Last night, I watched old episodes of Bob Ross on Youtube and thought about the controversy surrounding the Chengdu Hugo Awards. You know what I’m talking about, right? Per the Guardian, China hosted the Hugos last year for the first time (yay, world!). Only to ‘come under fire for excluding several authors from the 2023 awards, raising concerns about interference or censorship in the awards process.’
Yikes. BookRiot goes further, with a detailed deepdive into the known issues, the backstory, and the implications for the Hugos and science fiction in general. This isn’t the first time the Hugo Awards faced an existential crisis. Some people are already calling for its epitaph. It’s stressful to read, if you’re a writer who loves scifi and wants to make a living at being a writer.
California, Or Bust!
Boatloads of baleful, inauspicious, menacing thoughts ensued. What would I do if everything goes wrong with writing? I don’t have the energy or passion to reboot my life again. My Depression-era Okie family said ‘California, or bust!’ and left their homestead behind. An act of desperation, not hope. They went forward into an uncertain future because there is no other direction to go. Now, we must all do the same.
I contemplated all this last night, watching Bob Ross. Something occurred to me, and I got up this morning to share it with you. When Bob Ross got started, it was after twenty years as a drill instructor. He painted on gold mining pans, and pooled his life savings with a student to make Bob Ross, Inc. Success wasn’t guaranteed and there were many, many dead ends in his journey. Nonetheless, Ross knew what he was here to do and he kept painting. Eventually, he found his place in the universe and even now, you can see the satisfied joy he brings to his work.
We Don’t Know Enough Yet
So that’s one thing. The other is, there’s a TON of speculation and hot-takes surrounding this issue but very little verifiable fact. Perhaps the articles are correct and there’s some hanky-panky going on with the Hugo Awards. Perhaps not. We have to be careful we’re not turning into Chicken Little and screaming about the falling sky when an acorn falls on our head. It’s stressful to see something happen to science fiction, but aren’t we showing ourselves to be, uh, susceptible to manipulation?
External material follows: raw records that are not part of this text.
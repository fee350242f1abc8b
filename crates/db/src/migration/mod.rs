//! Database migrations.
//!
//! Migrations are managed using sea-orm-migration and replay the history
//! of the entries table: a free-text `tag` that became `category`, a
//! nullable `date` replaced by a required `created_at`, and the later
//! nullable `user_id` and `image_url` columns.

pub use sea_orm_migration::prelude::*;

mod m20250601_000001_create_diary_entries;
mod m20250614_000002_update_diary_entry_model;
mod m20250702_000003_add_user_id;
mod m20250719_000004_add_image_url;

/// Migrator for running database migrations.
pub struct Migrator;

#[async_trait::async_trait]
impl MigratorTrait for Migrator {
    fn migrations() -> Vec<Box<dyn MigrationTrait>> {
        vec![
            Box::new(m20250601_000001_create_diary_entries::Migration),
            Box::new(m20250614_000002_update_diary_entry_model::Migration),
            Box::new(m20250702_000003_add_user_id::Migration),
            Box::new(m20250719_000004_add_image_url::Migration),
        ]
    }
}
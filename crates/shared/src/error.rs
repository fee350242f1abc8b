//! Application-wide error types.

use thiserror::Error;

/// Result type alias using `AppError`.
pub type AppResult<T> = Result<T, AppError>;

/// Application error types.
#[derive(Debug, Error)]
pub enum AppError {
    /// No usable identity, or the identity does not permit the action.
    #[error("Authentication failed: {0}")]
    Unauthorized(String),

    /// Resource not found, or not owned by the caller.
    #[error("Not found: {0}")]
    NotFound(String),

    /// Validation error.
    #[error("Validation error: {0}")]
    Validation(String),

    /// Concurrent modification detected.
    #[error("Conflict: {0}")]
    Conflict(String),

    /// Database error.
    #[error("Database error: {0}")]
    Database(String),

    /// The object storage service answered with a non-success status.
    ///
    /// The status and body are forwarded to the client unchanged.
    #[error("Upstream rejected request with status {status}: {body}")]
    Upstream {
        /// Status code returned by the storage service.
        status: u16,
        /// Raw response body returned by the storage service.
        body: String,
    },

    /// External service error.
    #[error("External service error: {0}")]
    ExternalService(String),

    /// Internal server error.
    #[error("Internal error: {0}")]
    Internal(String),
}

impl AppError {
    /// Returns the HTTP status code for this error.
    #[must_use]
    pub const fn status_code(&self) -> u16 {
        match self {
            Self::Unauthorized(_) => 401,
            Self::NotFound(_) => 404,
            Self::Validation(_) => 400,
            Self::Conflict(_) => 409,
            Self::Upstream { status, .. } => *status,
            Self::Database(_) | Self::ExternalService(_) | Self::Internal(_) => 500,
        }
    }

    /// Returns the error code for API responses.
    #[must_use]
    pub const fn error_code(&self) -> &'static str {
        match self {
            Self::Unauthorized(_) => "UNAUTHORIZED",
            Self::NotFound(_) => "NOT_FOUND",
            Self::Validation(_) => "VALIDATION_ERROR",
            Self::Conflict(_) => "CONFLICT",
            Self::Database(_) => "DATABASE_ERROR",
            Self::Upstream { .. } => "UPSTREAM_ERROR",
            Self::ExternalService(_) => "EXTERNAL_SERVICE_ERROR",
            Self::Internal(_) => "INTERNAL_ERROR",
        }
    }

    /// Returns true when the message should be logged rather than shown.
    #[must_use]
    pub const fn is_internal(&self) -> bool {
        matches!(self, Self::Database(_) | Self::Internal(_))
    }
}

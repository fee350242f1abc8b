//! Bucket URL layout and object path generation.

use percent_encoding::{AsciiSet, NON_ALPHANUMERIC, percent_decode_str, utf8_percent_encode};
use url::Url;
use uuid::Uuid;

/// Folder every uploaded image is placed under.
pub const UPLOAD_PREFIX: &str = "uploads/";

/// Bytes kept verbatim in generated object names.
///
/// Everything outside `A-Z a-z 0-9 - . _ ~` is escaped, so a name with
/// spaces, slashes or non-ASCII characters becomes a single path segment.
const OBJECT_NAME: &AsciiSet = &NON_ALPHANUMERIC
    .remove(b'-')
    .remove(b'.')
    .remove(b'_')
    .remove(b'~');

/// Name used when an upload carries no usable file name.
const FALLBACK_NAME: &str = "image";

/// Where a bucket lives and how its object URLs are shaped.
#[derive(Debug, Clone, PartialEq, Eq)]
pub struct BucketLayout {
    base_url: String,
    bucket: String,
}

impl BucketLayout {
    /// Creates a layout for `bucket` on the storage project at `base_url`.
    #[must_use]
    pub fn new(base_url: impl Into<String>, bucket: impl Into<String>) -> Self {
        let base_url = base_url.into();
        Self {
            base_url: base_url.trim_end_matches('/').to_string(),
            bucket: bucket.into(),
        }
    }

    /// Returns the bucket name.
    #[must_use]
    pub fn bucket(&self) -> &str {
        &self.bucket
    }

    /// URL objects are uploaded to.
    #[must_use]
    pub fn upload_url(&self, path: &str) -> String {
        format!("{}/storage/v1/object/{}/{path}", self.base_url, self.bucket)
    }

    /// URL objects are removed through.
    #[must_use]
    pub fn remove_url(&self) -> String {
        format!("{}/storage/v1/object/{}", self.base_url, self.bucket)
    }

    /// Publicly readable URL of an object.
    #[must_use]
    pub fn public_url(&self, path: &str) -> String {
        format!("{}{path}", self.public_prefix())
    }

    /// Resolves a public URL back to the decoded object path.
    ///
    /// Both URLs are parsed, so scheme and host compare case-insensitively
    /// and dot segments are resolved before the bucket prefix is checked.
    /// Returns `None` for URLs that point outside this bucket.
    #[must_use]
    pub fn object_path(&self, public_url: &str) -> Option<String> {
        let url = Url::parse(public_url.trim()).ok()?;
        let prefix = Url::parse(&self.public_prefix()).ok()?;
        if url.origin() != prefix.origin() {
            return None;
        }

        let encoded = url.path().strip_prefix(prefix.path())?;
        if encoded.is_empty() {
            return None;
        }

        let decoded = percent_decode_str(encoded).decode_utf8().ok()?;
        if decoded.split('/').any(|segment| matches!(segment, "" | "." | "..")) {
            return None;
        }
        Some(decoded.into_owned())
    }

    fn public_prefix(&self) -> String {
        format!("{}/storage/v1/object/public/{}/", self.base_url, self.bucket)
    }
}

/// Builds a collision-resistant object path for an uploaded file.
///
/// Format: `uploads/{percent-encoded "{uuid}_{basename}"}`. Directory
/// components a browser may send along with the name are dropped.
#[must_use]
pub fn new_object_path(file_name: &str) -> String {
    object_path_with_token(Uuid::new_v4(), file_name)
}

fn object_path_with_token(token: Uuid, file_name: &str) -> String {
    let basename = file_name
        .rsplit(['/', '\\'])
        .next()
        .map(str::trim)
        .filter(|name| !name.is_empty())
        .unwrap_or(FALLBACK_NAME);

    let name = format!("{token}_{basename}");
    format!("{UPLOAD_PREFIX}{}", utf8_percent_encode(&name, OBJECT_NAME))
}
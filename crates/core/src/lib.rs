//! Core business logic for the diary service.
//!
//! This crate contains the domain model and orchestration with no web
//! framework or database dependencies. Persistence is reached through the
//! [`entry::EntryRepository`] trait and images through
//! [`storage::ObjectStorage`].
//!
//! # Modules
//!
//! - `entry` - Diary entries, form validation, and the `DiaryService`
//! - `storage` - Bucket layout, object paths, and the storage REST client

pub mod entry;
pub mod storage;
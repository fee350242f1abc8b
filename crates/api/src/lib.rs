//! HTTP layer with Axum routes and middleware.
//!
//! This crate provides:
//! - Diary entry routes and the image upload endpoint
//! - The identity middleware and `CurrentUser` extractor
//! - Error-to-response mapping and flash messages
//! - Static serving of the client upload helper

pub mod error;
pub mod flash;
pub mod middleware;
pub mod routes;

use std::path::PathBuf;
use std::sync::Arc;

use axum::Router;
use sea_orm::DatabaseConnection;
use tower_http::services::ServeDir;
use tower_http::trace::TraceLayer;

use diary_core::entry::DiaryService;
use diary_core::storage::StorageClient;
use diary_db::SeaEntryRepository;
use diary_shared::SessionVerifier;

/// Diary service wired to the real store and storage client.
pub type Diary = DiaryService<SeaEntryRepository, StorageClient>;

/// Application state shared across handlers.
#[derive(Clone)]
pub struct AppState {
    /// Database connection pool.
    pub db: Arc<DatabaseConnection>,
    /// Object storage client for diary images.
    pub storage: Arc<StorageClient>,
    /// Verifies session tokens issued by the identity service.
    pub sessions: Arc<SessionVerifier>,
    /// Name of the cookie carrying the session token.
    pub session_cookie: Arc<str>,
    /// Directory served under `/assets`.
    pub assets_dir: PathBuf,
    /// Largest accepted upload body in bytes.
    pub max_upload_bytes: usize,
}

impl AppState {
    /// Builds the diary service for one request.
    #[must_use]
    pub fn diary(&self) -> Diary {
        let repo = SeaEntryRepository::new(Arc::clone(&self.db));
        DiaryService::new(Arc::new(repo), Arc::clone(&self.storage))
    }
}

/// Creates the main application router.
pub fn create_router(state: AppState) -> Router {
    Router::new()
        .merge(routes::app_routes(state.clone()))
        .nest_service("/assets", ServeDir::new(&state.assets_dir))
        .layer(TraceLayer::new_for_http())
        .with_state(state)
}

#[cfg(test)]
pub(crate) mod test_support;
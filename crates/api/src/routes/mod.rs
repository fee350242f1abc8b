//! Route definitions.

use axum::{Router, middleware};

use crate::{AppState, middleware::identity_middleware};

pub mod entries;
pub mod health;
pub mod images;

/// Creates the application router with public and protected routes.
#[allow(clippy::needless_pass_by_value)]
pub fn app_routes(state: AppState) -> Router<AppState> {
    // Every diary route needs a verified identity
    let protected_routes = Router::new()
        .merge(entries::routes())
        .merge(images::routes(state.max_upload_bytes))
        .layer(middleware::from_fn_with_state(
            state.clone(),
            identity_middleware,
        ));

    Router::new()
        .merge(health::routes())
        .merge(protected_routes)
}
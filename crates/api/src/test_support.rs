//! Shared fixtures for route tests.

use std::path::PathBuf;
use std::sync::{Arc, Mutex};

use axum::{
    Router,
    body::Bytes,
    extract::State,
    http::{StatusCode, Uri},
    routing::post,
};
use chrono::Duration;
use sea_orm::{DatabaseBackend, DatabaseConnection, MockDatabase};

use crate::AppState;
use diary_core::storage::{BucketLayout, StorageClient};
use diary_shared::{SessionVerifier, UserId};

pub(crate) const SECRET: &str = "test-session-secret";

/// State with an empty mock database and no storage configured.
pub(crate) fn test_state() -> AppState {
    state_with_db(MockDatabase::new(DatabaseBackend::Postgres).into_connection())
}

pub(crate) fn state_with_db(db: DatabaseConnection) -> AppState {
    build(db, StorageClient::new(None, None).unwrap())
}

pub(crate) fn state_with_storage(storage: StorageClient) -> AppState {
    build(
        MockDatabase::new(DatabaseBackend::Postgres).into_connection(),
        storage,
    )
}

fn build(db: DatabaseConnection, storage: StorageClient) -> AppState {
    AppState {
        db: Arc::new(db),
        storage: Arc::new(storage),
        sessions: Arc::new(SessionVerifier::new(SECRET)),
        session_cookie: Arc::from("diary_session"),
        assets_dir: PathBuf::from("assets"),
        max_upload_bytes: 1024 * 1024,
    }
}

pub(crate) fn token_for(user: &str, ttl: Duration) -> String {
    SessionVerifier::new(SECRET)
        .issue(&UserId::new(user), ttl)
        .unwrap()
}

pub(crate) fn bearer(user: &str, ttl: Duration) -> String {
    format!("Bearer {}", token_for(user, ttl))
}

pub(crate) type Uploads = Arc<Mutex<Vec<String>>>;

/// Starts a storage endpoint that answers every upload with `status` and
/// `body`, recording the object paths it saw.
pub(crate) async fn fake_storage(
    status: StatusCode,
    body: &'static str,
) -> (StorageClient, Uploads) {
    let uploads = Uploads::default();
    let router = Router::new()
        .route(
            "/storage/v1/object/images/{*path}",
            post(
                move |State(uploads): State<Uploads>, uri: Uri, _body: Bytes| async move {
                    uploads.lock().unwrap().push(uri.path().to_string());
                    (status, body)
                },
            ),
        )
        .with_state(uploads.clone());

    let listener = tokio::net::TcpListener::bind("127.0.0.1:0").await.unwrap();
    let base = format!("http://{}", listener.local_addr().unwrap());
    tokio::spawn(async move {
        axum::serve(listener, router).await.unwrap();
    });

    let client = StorageClient::new(
        Some(BucketLayout::new(base, "images")),
        Some("service-role".to_string()),
    )
    .unwrap();
    (client, uploads)
}
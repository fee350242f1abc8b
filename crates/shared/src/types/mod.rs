//! Common types used across the application.

pub mod id;

pub use id::*;

#[cfg(test)]
mod id_tests;
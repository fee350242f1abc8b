//! Diary entry repository for database operations.
//!
//! Implements entry CRUD using SeaORM. Ownership is part of every query
//! filter, so a foreign entry behaves exactly like a missing one.

use std::sync::Arc;

use chrono::Utc;
use sea_orm::{
    ActiveModelTrait, ColumnTrait, DatabaseConnection, DbErr, EntityTrait, NotSet,
    PaginatorTrait, QueryFilter, QueryOrder, Set, sea_query::Expr,
};
use tracing::debug;

use crate::entities::diary_entries;
use diary_core::entry::{DiaryEntry, EntryChanges, EntryError, EntryRepository, NewEntry};
use diary_shared::types::{EntryId, UserId};

/// Diary entry repository implementation.
#[derive(Debug, Clone)]
pub struct SeaEntryRepository {
    db: Arc<DatabaseConnection>,
}

impl SeaEntryRepository {
    /// Create a new entry repository over a shared connection pool.
    #[must_use]
    pub fn new(db: Arc<DatabaseConnection>) -> Self {
        Self { db }
    }
}

impl EntryRepository for SeaEntryRepository {
    async fn list(
        &self,
        user: &UserId,
        category: Option<&str>,
    ) -> Result<Vec<DiaryEntry>, EntryError> {
        let mut query = diary_entries::Entity::find()
            .filter(diary_entries::Column::UserId.eq(user.as_str()));
        if let Some(category) = category {
            query = query.filter(diary_entries::Column::Category.eq(category));
        }

        let models = query
            .order_by_desc(diary_entries::Column::CreatedAt)
            .order_by_desc(diary_entries::Column::Id)
            .all(self.db.as_ref())
            .await
            .map_err(repository_error)?;

        debug!(user_id = %user, count = models.len(), "Listed diary entries");
        Ok(models.into_iter().map(to_domain).collect())
    }

    async fn find(&self, id: EntryId, user: &UserId) -> Result<Option<DiaryEntry>, EntryError> {
        let model = diary_entries::Entity::find_by_id(id.into_inner())
            .filter(diary_entries::Column::UserId.eq(user.as_str()))
            .one(self.db.as_ref())
            .await
            .map_err(repository_error)?;

        Ok(model.map(to_domain))
    }

    async fn insert(&self, entry: NewEntry) -> Result<DiaryEntry, EntryError> {
        let active_model = diary_entries::ActiveModel {
            id: NotSet,
            title: Set(entry.title),
            content: Set(entry.content),
            category: Set(entry.category),
            created_at: Set(entry.created_at.into()),
            user_id: Set(Some(entry.user_id.into_inner())),
            image_url: Set(entry.image_url),
        };

        let model = active_model
            .insert(self.db.as_ref())
            .await
            .map_err(repository_error)?;

        Ok(to_domain(model))
    }

    async fn update(
        &self,
        id: EntryId,
        user: &UserId,
        changes: EntryChanges,
    ) -> Result<Option<DiaryEntry>, EntryError> {
        // Owner and creation time stay NotSet, so they never appear in the UPDATE.
        let active_model = diary_entries::ActiveModel {
            title: Set(changes.title),
            content: Set(changes.content),
            category: Set(changes.category),
            image_url: Set(changes.image_url),
            ..Default::default()
        };

        let mut updated = diary_entries::Entity::update_many()
            .set(active_model)
            .filter(diary_entries::Column::Id.eq(id.into_inner()))
            .filter(diary_entries::Column::UserId.eq(user.as_str()))
            .exec_with_returning(self.db.as_ref())
            .await
            .map_err(repository_error)?;

        Ok(updated.pop().map(to_domain))
    }

    async fn set_image(
        &self,
        id: EntryId,
        user: &UserId,
        image_url: Option<String>,
    ) -> Result<bool, EntryError> {
        let result = diary_entries::Entity::update_many()
            .col_expr(diary_entries::Column::ImageUrl, Expr::value(image_url))
            .filter(diary_entries::Column::Id.eq(id.into_inner()))
            .filter(diary_entries::Column::UserId.eq(user.as_str()))
            .exec(self.db.as_ref())
            .await
            .map_err(repository_error)?;

        Ok(result.rows_affected > 0)
    }

    async fn delete(&self, id: EntryId, user: &UserId) -> Result<bool, EntryError> {
        let result = diary_entries::Entity::delete_many()
            .filter(diary_entries::Column::Id.eq(id.into_inner()))
            .filter(diary_entries::Column::UserId.eq(user.as_str()))
            .exec(self.db.as_ref())
            .await
            .map_err(repository_error)?;

        Ok(result.rows_affected > 0)
    }

    async fn image_in_use(&self, image_url: &str) -> Result<bool, EntryError> {
        let count: u64 = diary_entries::Entity::find()
            .filter(diary_entries::Column::ImageUrl.eq(image_url))
            .count(self.db.as_ref())
            .await
            .map_err(repository_error)?;

        Ok(count > 0)
    }

    async fn exists(&self, id: EntryId) -> Result<bool, EntryError> {
        let count: u64 = diary_entries::Entity::find_by_id(id.into_inner())
            .count(self.db.as_ref())
            .await
            .map_err(repository_error)?;

        Ok(count > 0)
    }
}

fn repository_error(err: DbErr) -> EntryError {
    EntryError::repository(err.to_string())
}

/// Convert database model to domain entry.
fn to_domain(model: diary_entries::Model) -> DiaryEntry {
    DiaryEntry {
        id: EntryId(model.id),
        title: model.title,
        content: model.content,
        category: model.category,
        created_at: model.created_at.with_timezone(&Utc),
        image_url: model.image_url.filter(|url| !url.is_empty()),
        user_id: model.user_id.map(UserId::new),
    }
}
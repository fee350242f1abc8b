//! Initial schema: the diary entries table.

use sea_orm_migration::prelude::*;

#[derive(DeriveMigrationName)]
pub struct Migration;

#[async_trait::async_trait]
impl MigrationTrait for Migration {
    async fn up(&self, manager: &SchemaManager) -> Result<(), DbErr> {
        let db = manager.get_connection();
        db.execute_unprepared(CREATE_SQL).await?;
        Ok(())
    }

    async fn down(&self, manager: &SchemaManager) -> Result<(), DbErr> {
        let db = manager.get_connection();
        db.execute_unprepared("DROP TABLE IF EXISTS diary_entries CASCADE;")
            .await?;
        Ok(())
    }
}

const CREATE_SQL: &str = r"
CREATE TABLE diary_entries (
    id SERIAL PRIMARY KEY,
    title TEXT NOT NULL,
    content TEXT NOT NULL DEFAULT '',
    tag TEXT NOT NULL DEFAULT '',
    date TIMESTAMPTZ
);
";
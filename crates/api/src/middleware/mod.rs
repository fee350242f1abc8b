//! Request middleware.

pub mod identity;

pub use identity::{CurrentUser, identity_middleware};
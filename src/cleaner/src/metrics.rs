//! Cleanup run metrics
//!
//! Thread-safe counters shared between the page loop and the deletion workers.

use std::sync::Arc;
use std::sync::atomic::{AtomicUsize, Ordering};

/// Thread-safe metrics for one or more cleanup runs
#[derive(Debug, Clone)]
pub struct CleanupMetrics {
    inner: Arc<MetricsInner>,
}

#[derive(Debug, Default)]
struct MetricsInner {
    pages_loaded: AtomicUsize,
    load_exhaustions: AtomicUsize,
    folders_deleted: AtomicUsize,
    images_deleted: AtomicUsize,
    nodes_retained: AtomicUsize,
    deletions_failed: AtomicUsize,
    retries_attempted: AtomicUsize,
    version_lookups: AtomicUsize,
    version_lookup_failures: AtomicUsize,
    index_batches: AtomicUsize,
    index_terms: AtomicUsize,
}

impl Default for CleanupMetrics {
    fn default() -> Self {
        Self::new()
    }
}

impl CleanupMetrics {
    /// Create a new metrics tracker
    pub fn new() -> Self {
        Self {
            inner: Arc::new(MetricsInner::default()),
        }
    }

    pub fn record_page_loaded(&self) {
        self.inner.pages_loaded.fetch_add(1, Ordering::Relaxed);
    }

    /// A page load that still failed after every retry
    pub fn record_load_exhausted(&self) {
        self.inner.load_exhaustions.fetch_add(1, Ordering::Relaxed);
    }

    pub fn record_folder_deleted(&self) {
        self.inner.folders_deleted.fetch_add(1, Ordering::Relaxed);
    }

    pub fn record_image_deleted(&self) {
        self.inner.images_deleted.fetch_add(1, Ordering::Relaxed);
    }

    /// A candidate kept because it is current, locked or not a version folder
    pub fn record_retained(&self) {
        self.inner.nodes_retained.fetch_add(1, Ordering::Relaxed);
    }

    pub fn record_deletion_failure(&self) {
        self.inner.deletions_failed.fetch_add(1, Ordering::Relaxed);
    }

    pub fn record_retry(&self) {
        self.inner.retries_attempted.fetch_add(1, Ordering::Relaxed);
    }

    /// A version lookup that reached the repository (cache miss)
    pub fn record_version_lookup(&self) {
        self.inner.version_lookups.fetch_add(1, Ordering::Relaxed);
    }

    pub fn record_version_lookup_failure(&self) {
        self.inner
            .version_lookup_failures
            .fetch_add(1, Ordering::Relaxed);
    }

    pub fn record_index_batch(&self, terms: usize) {
        self.inner.index_batches.fetch_add(1, Ordering::Relaxed);
        self.inner.index_terms.fetch_add(terms, Ordering::Relaxed);
    }

    pub fn pages_loaded(&self) -> usize {
        self.inner.pages_loaded.load(Ordering::Relaxed)
    }

    pub fn load_exhaustions(&self) -> usize {
        self.inner.load_exhaustions.load(Ordering::Relaxed)
    }

    pub fn folders_deleted(&self) -> usize {
        self.inner.folders_deleted.load(Ordering::Relaxed)
    }

    pub fn images_deleted(&self) -> usize {
        self.inner.images_deleted.load(Ordering::Relaxed)
    }

    pub fn nodes_retained(&self) -> usize {
        self.inner.nodes_retained.load(Ordering::Relaxed)
    }

    pub fn deletions_failed(&self) -> usize {
        self.inner.deletions_failed.load(Ordering::Relaxed)
    }

    pub fn retries_attempted(&self) -> usize {
        self.inner.retries_attempted.load(Ordering::Relaxed)
    }

    pub fn version_lookups(&self) -> usize {
        self.inner.version_lookups.load(Ordering::Relaxed)
    }

    pub fn version_lookup_failures(&self) -> usize {
        self.inner.version_lookup_failures.load(Ordering::Relaxed)
    }

    pub fn index_batches(&self) -> usize {
        self.inner.index_batches.load(Ordering::Relaxed)
    }

    pub fn index_terms(&self) -> usize {
        self.inner.index_terms.load(Ordering::Relaxed)
    }

    /// Point-in-time copy of every counter
    pub fn summary(&self) -> MetricsSummary {
        MetricsSummary {
            pages_loaded: self.pages_loaded(),
            load_exhaustions: self.load_exhaustions(),
            folders_deleted: self.folders_deleted(),
            images_deleted: self.images_deleted(),
            nodes_retained: self.nodes_retained(),
            deletions_failed: self.deletions_failed(),
            retries_attempted: self.retries_attempted(),
            version_lookups: self.version_lookups(),
            version_lookup_failures: self.version_lookup_failures(),
            index_batches: self.index_batches(),
            index_terms: self.index_terms(),
        }
    }
}

/// Snapshot of [`CleanupMetrics`]
#[derive(Debug, Clone, Default, PartialEq, Eq)]
pub struct MetricsSummary {
    pub pages_loaded: usize,
    pub load_exhaustions: usize,
    pub folders_deleted: usize,
    pub images_deleted: usize,
    pub nodes_retained: usize,
    pub deletions_failed: usize,
    pub retries_attempted: usize,
    pub version_lookups: usize,
    pub version_lookup_failures: usize,
    pub index_batches: usize,
    pub index_terms: usize,
}

impl MetricsSummary {
    pub fn nodes_deleted(&self) -> usize {
        self.folders_deleted + self.images_deleted
    }
}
Yes, the Hugos are an institution, but the Sad Puppies proved that institution is vulnerable. We can’t protect the Hugos from exploitation, but we can protect ourselves. There’s a quote from Robert Heinlein’s ‘Expanded Universe’ that always stuck with me: The man who can’t be blackmailed, won’t be blackmailed. Modernized, the phrase would be: if we can’t be manipulated, we won’t be manipulated.
Just Keep Writing
Tying that all together, we come back to Bob Ross. What would Bob Ross do, if he were a scifi author in 2024 looking for his big break? This is where my previous advice comes from. ‘[T]here isn’t an origin story – it’s just you making it happen every day.’ If Bob Ross commented on the Hugo Awards, his advice to us would probably be: keep writing. ‘Keep doing what you do, because that’s what you do.’
Worrying about the Hugos and scandals takes precious energy from our main purpose – making science fiction. If this avenue falls short – Bob Ross never got rich selling paintings on the back of gold mining pans – then we have to trust that another path will open for us. We have to keep going. Find your place in the universe, don’t wait for the universe to find you.
So, good news! Watching Bob Ross can give you valuable insight about the Chengdu Hugo Awards. TL;DR – relax, it’s going to be okay eventually. If you can do that, then you will survive this moment. The storm will pass and the dust will settle. We’ll see what happens to the Hugo Awards while we continue to champion our genre and community: science fiction.